Além disso, salienta Loyola, houve um mau uso dos bancos públicos, com a aceleração desenfreada da concessão de empréstimos por essas instituições estatais. “Tudo isso deu errado e resultou em baixo crescimento econômico, perda de credibilidade e risco de rebaixamento do rating”, disse o economista, que é sócio da Tendências Consultoria. As críticas também abarcaram o atraso no programa de concessões de infraestrutura do governo Dilma Rousseff. “Perdemos um tempo precioso em termos de crescimento”, afirmou Loyola. Além de apontar os erros do presente, os “pais do Real” traçaram os caminhos que podem ser tomados para o País retomar o rumo do crescimento. 

 

Para o ex-presidente do BNDES André Lara Resende, é necessário buscá-lo de forma sustentável. “É preciso voltar à boa prática macroeconômica para que o País escape da armadilha da renda média”, disse Rezende.
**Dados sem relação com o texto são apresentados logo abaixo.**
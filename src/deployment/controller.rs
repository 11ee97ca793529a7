//! Lifecycle state machine enforcement.

use std::collections::BTreeMap;
use std::sync::Arc;
use std::time::Duration;

use tracing::{error, info, warn};

use crate::backend::{BackendRequest, DeployBackend};
use crate::config::DeploymentConfig;
use crate::error::{FlowError, FlowResult};
use crate::history::ReleaseHistory;
use crate::manifest;
use crate::registry::StreamRegistry;
use crate::state::AnyDeployment;
use crate::store::FlowStore;
use crate::types::{
    BatchFailure, BatchReport, DeploymentRecord, PackageIdentifier, Release, ReleaseDraft,
    StreamDefinition, StreamName,
};

use super::locks::StreamLocks;

/// Enforces the stream lifecycle state machine.
///
/// All lifecycle commands for a given stream are serialised through a
/// per-stream lock; commands on distinct streams run concurrently. Once a
/// command has passed validation the backend call and the terminal state
/// transition run on a detached task: callers that stop waiting do not
/// cancel the transition, they merely stop observing it.
pub struct DeploymentController {
    store: Arc<dyn FlowStore>,
    registry: Arc<StreamRegistry>,
    history: Arc<ReleaseHistory>,
    backend: Arc<dyn DeployBackend>,
    locks: StreamLocks,
    config: DeploymentConfig,
}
Esse é um caminho apontado por José Roberto Mendonça de Barros, que foi secretário de Política Econômica do Ministério da Fazenda. “O Brasil foi levado à armadilha do baixo crescimento.” A solução para destravar a economia passa por reformas estruturais. Pérsio Arida, que esteve à frente do BC em 1995, defende “reformas liberais”, que completariam a estabilidade financeira. Nesse quesito, o ex-presidente do BNDES Edmar Bacha sugere foco na reformulação do sistema de impostos. 

 

“O mais importante no primeiro ano do novo governo é dedicar-se à reforma tributária”, disse Bacha. Para os tucanos, a eleição presidencial deste ano é a chance de retomar o poder e resgatar as raízes do Plano Real. Anfitrião da festa, o ex-presidente Fernando Henrique Cardoso defende que o momento é propício para uma alteração mais profunda no País, nos moldes do que foi feito no início do seu mandato. Deixou claro, no entanto, que não queria tirar proveito de um mau momento para criticar o governo Dilma. “Vinte anos depois, necessitamos de um salto”, disse FHC. Ou como definiu Fraga, há uma “deterioração gradual da economia” que pode explodir lá na frente. “Não é tanto a foto atual, mas um filme de frustração que em geral não termina bem.”